What doesn't seem to be a factor is time. The busiest people seem to be able to make time for volunteering because of their desire to create mitzvot every day.
Efi Lubliner, a 47-year-old Lafayette computer store owner and father of four, said he volunteers at so many things because he believes in tzedakah and "not being selfish."
Lubliner spends his non-working hours serving on the Jewish Community Relations Council of the Greater East Bay and the board of Congregation Ohr Emet in Walnut Creek. He also stage-directs student plays at Campolindo High School in Moraga, where some of his children are students.
"We all have priorities. I like to spend my free time being charitable, raising money on the phone, sitting on committees and getting my hands dirty working on a project rather than anything else," Lubliner said.
Irv Scott, an 88-year-old San Francisco resident, also likes to spend his time volunteering. A retired children's clothing store owner, Scott is an escort driver for the American Cancer Society and the S.F.-based Jewish Family and Children Services. Every morning, he drives patients to their radiation appointments and every afternoon he takes elderly women in his Chevrolet to their doctors' appointments, where he waits for them and drops them off back home.
On Saturday, he helps out at the M. H. de Young Memorial Museum doing odds and ends.
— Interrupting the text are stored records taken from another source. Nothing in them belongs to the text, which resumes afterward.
// Copyright 2025 the Understory Authors
// SPDX-License-Identifier: Apache-2.0 OR MIT

use kurbo::Size;
use understory_drawing_model::Metadata;
use understory_drawing_selection::{SelectionEvent, SelectionIntent};

use crate::{
    ContextSummary, DeriveError, ExplorerConfig, ExplorerView, LoadError, LoadState,
    MetadataSource, OverlayCanvas, OverlayLayer, PlacedOverlay, SpaceMarker,
    compute_overlay_layers, default_region_layer, derive_view, load_metadata, space_markers,
};

/// One explorer session.
///
/// Owns the configuration, the metadata load state, the user's selection
/// intent and the image measurements. Everything shown is derived on demand
/// from these; nothing derived is stored.
#[derive(Clone, Debug, Default)]
pub struct Explorer {
    config: ExplorerConfig,
    state: LoadState,
    intent: SelectionIntent,
    canvas: OverlayCanvas,
}

impl Explorer {
    /// Creates a session whose metadata is still loading.
    #[must_use]
    pub fn new(config: ExplorerConfig) -> Self {
        Self {
            config,
            state: LoadState::Loading,
            intent: SelectionIntent::new(),
            canvas: OverlayCanvas::new(),
        }
    }

    /// Creates a session with metadata that is already loaded.
    #[must_use]
    pub fn with_metadata(config: ExplorerConfig, metadata: Metadata) -> Self {
        let mut explorer = Self::new(config);
        explorer.state = LoadState::Ready(metadata);
        explorer
    }

    /// Loads the metadata from the configured location.
    ///
    /// This is the session's single load attempt; a failure is kept as the
    /// session's error.
    pub fn load(&mut self) -> &LoadState {
        let source = MetadataSource::from_location(&self.config.metadata_path);
        self.finish_load(load_metadata(&source))
    }

    /// Records the outcome of a load performed elsewhere.
    pub fn finish_load(&mut self, result: Result<Metadata, LoadError>) -> &LoadState {
        self.state = LoadState::from_result(result);
        self.forget_hidden_images();
        &self.state
    }

    /// Returns the configuration.
    #[must_use]
    pub fn config(&self) -> &ExplorerConfig {
        &self.config
    }

    /// Returns the load state.
    #[must_use]
    pub fn load_state(&self) -> &LoadState {
        &self.state
    }

    /// Returns the current selection intent.
    #[must_use]
    pub fn intent(&self) -> &SelectionIntent {
        &self.intent
    }

    /// Returns the image measurements.
    #[must_use]
    pub fn canvas(&self) -> &OverlayCanvas {
        &self.canvas
    }

    /// Applies a user action. Returns `true` if the intent changed.
    pub fn dispatch(&mut self, event: SelectionEvent) -> bool {
        let changed = self.intent.apply(event);
        if changed {
            self.forget_hidden_images();
        }
        changed
    }

    /// Derives the current view.
    ///
    /// # Errors
    ///
    /// See [`derive_view`].
    pub fn view(&self) -> Result<ExplorerView<'_>, DeriveError> {
        derive_view(self.state.metadata(), &self.intent)
    }

    /// Returns the message to show instead of the view, if any.
    ///
    /// `None` while loading and when the view can be derived.
    #[must_use]
    pub fn error_message(&self) -> Option<String> {
        match &self.state {
            LoadState::Loading => None,
            LoadState::Failed(message) => Some(message.clone()),
            LoadState::Ready(_) => self.view().err().map(|err| err.to_string()),
        }
    }

    /// Returns the URL of the base image.
    #[must_use]
    pub fn base_image_url(&self) -> Option<String> {
        let view = self.view().ok()?;
        Some(self.config.drawing_url(view.base_image?))
    }

    /// Records a measurement of the current base image.
    ///
    /// Only the current base image and root image keep their measurements;
    /// an image that stops being shown is measured again when it returns.
    /// Returns `true` if overlay placements may have changed.
    pub fn observe_base_image(&mut self, natural: Size, rendered: Size) -> bool {
        let Some(base_image) = self.view().ok().and_then(|v| v.base_image.map(str::to_owned)) else {
            return false;
        };
        self.canvas.observe(&base_image, natural, rendered)
    }

    /// Records a measurement of the root image that spaces are outlined on.
    pub fn observe_root_image(&mut self, natural: Size, rendered: Size) -> bool {
        let Some(root_image) = self.view().ok().map(|v| v.root.image.clone()) else {
            return false;
        };
        self.canvas.observe(&root_image, natural, rendered)
    }

    fn forget_hidden_images(&mut self) {
        let shown: Vec<String> = match self.view() {
            Ok(view) => view
                .base_image
                .into_iter()
                .chain([view.root.image.as_str()])
                .map(str::to_owned)
                .collect(),
            Err(_) => Vec::new(),
        };
        self.canvas.retain(|image| shown.iter().any(|s| s == image));
    }

    /// Returns the layers drawn over the base image, bottom first: the
    /// selected region's layer, then the overlay disciplines in the order
    /// they were switched on.
    #[must_use]
    pub fn overlay_layers(&self) -> Vec<OverlayLayer> {
        let Ok(view) = self.view() else {
            return Vec::new();
        };
        default_region_layer(&view, &self.config)
            .into_iter()
            .chain(compute_overlay_layers(&view, &self.config))
            .collect()
    }

    /// Returns [`Explorer::overlay_layers`] with their placements over the
    /// base image.
    #[must_use]
    pub fn placed_overlays(&self) -> Vec<PlacedOverlay> {
        let Ok(view) = self.view() else {
            return Vec::new();
        };
        let Some(base_image) = view.base_image else {
            return Vec::new();
        };
        self.canvas.place(base_image, self.overlay_layers())
    }

    /// Returns the space outlines on the root image.
    #[must_use]
    pub fn space_markers(&self) -> Vec<SpaceMarker<'_>> {
        let Ok(view) = self.view() else {
            return Vec::new();
        };
        space_markers(
            &view.spaces,
            view.space.map(|s| s.id.as_str()),
            self.canvas.metrics_for(&view.root.image),
        )
    }

    /// Summarizes the current selection for display.
    ///
    /// # Errors
    ///
    /// See [`derive_view`].
    pub fn context(&self) -> Result<ContextSummary<'_>, DeriveError> {
        self.view().map(|view| ContextSummary::from_view(&view))
    }
}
Currently, his project is rewinding self-guided tour tapes.
"It's not enough to be retired and play golf these days like it was 50 years ago," Scott said. "Today there are too many charitable things to do and people to help when you have the extra time."
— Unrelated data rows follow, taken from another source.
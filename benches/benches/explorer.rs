// Copyright 2025 the Understory Authors
// SPDX-License-Identifier: Apache-2.0 OR MIT

//! Benchmarks for `understory_drawing_explorer` derivation and the selection reducer.

use criterion::{BenchmarkId, Criterion, Throughput, black_box, criterion_group, criterion_main};
use kurbo::Size;
use serde_json::{Map, Value, json};

use understory_drawing_explorer::{
    Explorer, ExplorerConfig, compute_overlay_layers, derive_view,
};
use understory_drawing_model::Metadata;
use understory_drawing_selection::{SelectionEvent, SelectionIntent, apply_selection_event};

const DISCIPLINES: [&str; 6] = [
    "Architectural",
    "Structural",
    "Mechanical",
    "Electrical",
    "Plumbing",
    "Fire",
];

fn revisions(prefix: &str, count: usize) -> Value {
    Value::Array(
        (0..count)
            .map(|i| {
                json!({
                    "version": format!("{prefix}-{i}"),
                    "image": format!("{prefix}-{i}.png"),
                    "date": format!("2024-{:02}-{:02}", 1 + i % 12, 1 + i % 28),
                    "description": "issue",
                    "imageTransform": { "x": 100 + i, "y": 200, "scale": 1, "rotation": 0 }
                })
            })
            .collect(),
    )
}

fn metadata(spaces: usize, revisions_per_discipline: usize) -> Metadata {
    let mut drawings = Map::new();
    drawings.insert(
        "root".into(),
        json!({ "id": "root", "name": "Site", "image": "site.png", "parent": null }),
    );
    for s in 0..spaces {
        let id = format!("{s:04}");
        let disciplines: Map<String, Value> = DISCIPLINES
            .iter()
            .map(|name| {
                let prefix = format!("{id}-{name}");
                (
                    (*name).to_owned(),
                    json!({
                        "image": format!("{prefix}.png"),
                        "revisions": revisions(&prefix, revisions_per_discipline)
                    }),
                )
            })
            .collect();
        drawings.insert(
            id.clone(),
            json!({
                "id": id, "name": format!("Level {s}"), "image": format!("{id}.png"),
                "parent": "root", "disciplines": disciplines
            }),
        );
    }
    serde_json::from_value(json!({ "drawings": drawings })).unwrap()
}

fn drilled_intent(space: usize) -> SelectionIntent {
    let mut intent = SelectionIntent::new();
    intent.apply(SelectionEvent::space(format!("{space:04}")));
    intent.apply(SelectionEvent::discipline("Structural"));
    intent.apply(SelectionEvent::revision("stale"));
    for name in DISCIPLINES {
        intent.apply(SelectionEvent::overlay(name));
    }
    intent
}

fn bench_derive_view(c: &mut Criterion) {
    let mut group = c.benchmark_group("explorer/derive_view");

    for spaces in [16usize, 256, 2_048] {
        let metadata = metadata(spaces, 8);
        let intent = drilled_intent(spaces / 2);
        group.throughput(Throughput::Elements(spaces as u64));

        group.bench_with_input(BenchmarkId::new("derive_view", spaces), &spaces, |b, _| {
            b.iter(|| black_box(derive_view(Some(&metadata), &intent).unwrap().overlays.len()));
        });

        let config = ExplorerConfig::default();
        group.bench_with_input(BenchmarkId::new("overlay_layers", spaces), &spaces, |b, _| {
            b.iter(|| {
                let view = derive_view(Some(&metadata), &intent).unwrap();
                black_box(compute_overlay_layers(&view, &config))
            });
        });
    }

    group.finish();
}

fn bench_placed_overlays(c: &mut Criterion) {
    let mut explorer = Explorer::with_metadata(ExplorerConfig::default(), metadata(64, 8));
    for name in DISCIPLINES {
        explorer.dispatch(SelectionEvent::overlay(name));
    }
    explorer.observe_base_image(Size::new(4962.0, 3508.0), Size::new(1240.0, 877.0));

    c.bench_function("explorer/placed_overlays", |b| {
        b.iter(|| black_box(explorer.placed_overlays()));
    });
}

fn bench_reducer(c: &mut Criterion) {
    let mut group = c.benchmark_group("selection/reducer");

    let base = drilled_intent(0);
    group.bench_function("apply_selection_event/space", |b| {
        b.iter(|| black_box(apply_selection_event(&base, SelectionEvent::space("0001"))));
    });
    group.bench_function("apply_selection_event/overlay", |b| {
        b.iter(|| black_box(apply_selection_event(&base, SelectionEvent::overlay("Fire"))));
    });
    group.bench_function("apply/overlay_twice", |b| {
        let mut intent = base.clone();
        b.iter(|| {
            intent.apply(SelectionEvent::overlay("Mechanical"));
            intent.apply(SelectionEvent::overlay("Mechanical"));
            black_box(intent.revision())
        });
    });

    group.finish();
}

criterion_group!(
    benches,
    bench_derive_view,
    bench_placed_overlays,
    bench_reducer
);
criterion_main!(benches);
Shirley La Mere, a 60-year-old retired school teacher who lives in San Anselmo, said what drives her and many volunteers like her to donate their time is a Jewish mantra she heard repeatedly while growing up:
"Every Jewish child I know was indoctrinated knowing that they have to give back to the community," she said. "Volunteering is what mitzvahs are all about."
One day a week, La Mere answers phones for the Jewish Community Information & Referral Service, a position she learned about while volunteering at the S.F.-based Jewish Community Federation's Super Sunday fund-raiser.
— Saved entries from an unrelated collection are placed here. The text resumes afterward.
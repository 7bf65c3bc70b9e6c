// Copyright 2025 the Understory Authors
// SPDX-License-Identifier: Apache-2.0 OR MIT

use understory_drawing_geometry::{ImageMetrics, ProjectedPolygon, project_polygon};
use understory_drawing_model::Drawing;

/// A space outlined on the rendered root image.
#[derive(Clone, Debug, PartialEq)]
pub struct SpaceMarker<'a> {
    /// The space.
    pub space: &'a Drawing,
    /// Outline in rendered root-image coordinates.
    pub polygon: ProjectedPolygon,
    /// `true` for the effective space.
    pub active: bool,
}

impl SpaceMarker<'_> {
    /// Returns the outline as an SVG `points` attribute.
    #[must_use]
    pub fn svg_points(&self) -> String {
        self.polygon.svg_points()
    }
}

/// Builds markers for every space that has an outline of at least three
/// vertices.
///
/// `metrics` is the measurement of the root image; without one the outlines
/// cannot be placed and no markers are built.
#[must_use]
pub fn space_markers<'a>(
    spaces: &[&'a Drawing],
    active: Option<&str>,
    metrics: Option<&ImageMetrics>,
) -> Vec<SpaceMarker<'a>> {
    let Some(metrics) = metrics else {
        return Vec::new();
    };
    spaces
        .iter()
        .filter_map(|&space| {
            let position = space.position.as_ref()?;
            (position.vertices.len() > 2).then(|| SpaceMarker {
                space,
                polygon: project_polygon(&position.points(), metrics),
                active: active == Some(space.id.as_str()),
            })
        })
        .collect()
}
La Mere also does secular volunteer work, serving as volunteer coordinator for the Smuin Ballet, as secretary for her Sleepy Hollow neighborhood group and as a docent for the Decorator's Showcase, a group that helps raise money for college scholarships.
Now that La Mere is retired, she has more time to dedicate to volunteer projects, but even while she was a teacher, she offered her services to nonprofit groups. She said she never thought life should be any other way.
"I grew up watching my mother inviting guests to our table and giving of herself to the community," La Mere said. "I guess it was ingrained in me that no matter what, I'd give back too."